While Bernie Sanders is not the only Democratic presidential candidate who declined to attend the annual conference of the American-Israel Public Affairs Committee (AIPAC), he is the only one who explained that he would not do so because the organization serves as a platform “for leaders who express bigotry and oppose basic Palestinian rights.” (Elizabeth Warren tacitly endorsed a similar statement.) Alex Joffe examines the implications these statements may have if Sanders wins the nomination:
[First of all], candidates for House and Senate races . . . will be pressured to fall in line with the presidential frontrunner. . . . and to vilify Israel. . . . Moreover, this litmus test will be applied to American Jews, long [among] the most dependable supporters of the Democratic party. The choice between party loyalty—a key element of American Jewish identity—or support for a country that has been labeled “right-wing” and “racist” by Sanders will be difficult. . . . Whether the majority of American Jews will risk being labeled “right wing” and “racist” is unclear.
And should Sanders fail either to become the nominee or to be elected president in November, it is a virtual certainty that, in precisely the same manner of Jeremy Corbyn and the British Labor party, Israel and Jews will be blamed for his failure. The belief in Zionist conspiracies are a key element of progressive politics and will only expand as disloyalty to the party ideology and to its leader is rooted out.

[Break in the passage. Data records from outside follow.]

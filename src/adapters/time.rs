//! ESP32 time adapter.
//!
//! Provides wall-clock and monotonic time for Plant Nanny.
//!
//! - **`target_os = "espidf"`** — wall clock from `gettimeofday()` +
//!   `localtime_r()` (set by SNTP, local zone from `TZ`); uptime from
//!   `esp_timer_get_time()`.
//! - **`not(target_os = "espidf")`** — a settable simulated wall clock and
//!   `std::time::Instant` for host-side testing and simulation.

use crate::app::ports::ClockPort;
use crate::scheduler::WallClock;

/// Anything before 2020-01-01 means the RTC was never synced.
#[cfg(target_os = "espidf")]
const EPOCH_2020: i64 = 1_577_836_800;

/// Time adapter for the ESP32 platform.
pub struct Esp32TimeAdapter {
    #[cfg(not(target_os = "espidf"))]
    start: std::time::Instant,
    #[cfg(not(target_os = "espidf"))]
    sim_now: std::cell::Cell<Option<WallClock>>,
}

impl Default for Esp32TimeAdapter {
    fn default() -> Self {
        Self::new()
    }
}

impl Esp32TimeAdapter {
    pub fn new() -> Self {
        Self {
            #[cfg(not(target_os = "espidf"))]
            start: std::time::Instant::now(),
            #[cfg(not(target_os = "espidf"))]
            sim_now: std::cell::Cell::new(None),
        }
    }

    /// Apply a POSIX TZ string to `localtime_r`.
    #[cfg(target_os = "espidf")]
    pub fn set_timezone(&self, tz: &str) {
        // SAFETY: called once from main before any other task reads the
        // environment; tzset only re-reads TZ.
        unsafe {
            std::env::set_var("TZ", tz);
            esp_idf_svc::sys::tzset();
        }
        log::info!("Time: timezone set to '{}'", tz);
    }

    #[cfg(not(target_os = "espidf"))]
    pub fn set_timezone(&self, tz: &str) {
        log::info!("Time(sim): timezone '{}' ignored", tz);
    }

    /// Set the simulated wall clock (`None` = never synced).
    #[cfg(not(target_os = "espidf"))]
    pub fn sim_set_now(&self, now: Option<WallClock>) {
        self.sim_now.set(now);
    }

    /// Milliseconds since boot (monotonic).
    #[cfg(target_os = "espidf")]
    pub fn uptime_ms(&self) -> u64 {
        (unsafe { esp_idf_svc::sys::esp_timer_get_time() }) as u64 / 1_000
    }

    /// Milliseconds since boot (monotonic).
    #[cfg(not(target_os = "espidf"))]
    pub fn uptime_ms(&self) -> u64 {
        self.start.elapsed().as_millis() as u64
    }
}

impl ClockPort for Esp32TimeAdapter {
    /// Local time of day. `None` if the wall clock is not synced (pre-SNTP).
    #[cfg(target_os = "espidf")]
    fn now(&self) -> Option<WallClock> {
        use core::ptr;
        let mut tv = esp_idf_svc::sys::timeval {
            tv_sec: 0,
            tv_usec: 0,
        };
        if unsafe { esp_idf_svc::sys::gettimeofday(&mut tv, ptr::null_mut()) } != 0 {
            return None;
        }
        if (tv.tv_sec as i64) < EPOCH_2020 {
            return None;
        }
        let secs = tv.tv_sec as esp_idf_svc::sys::time_t;
        let mut tm: esp_idf_svc::sys::tm = unsafe { core::mem::zeroed() };
        if unsafe { esp_idf_svc::sys::localtime_r(&secs, &mut tm) }.is_null() {
            return None;
        }
        if !(0..=23).contains(&tm.tm_hour) || !(0..=59).contains(&tm.tm_min) {
            return None;
        }
        Some(WallClock {
            epoch_secs: tv.tv_sec as u64,
            hour: tm.tm_hour as u8,
            minute: tm.tm_min as u8,
            // tm_sec may be 60 on a leap second.
            second: tm.tm_sec.clamp(0, 59) as u8,
        })
    }

    #[cfg(not(target_os = "espidf"))]
    fn now(&self) -> Option<WallClock> {
        self.sim_now.get()
    }
}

[T]he equation of Zionism and Israel with “right-wing” politics, “racism,” and its American variant “white supremacy,” has taken a huge leap forward with Sanders. Unless he can be stopped by his own party or by the reelection of Donald Trump, these concepts will become absolute fixtures on the American left. Combating these conceptions within American society as a whole, however, is a bipartisan task.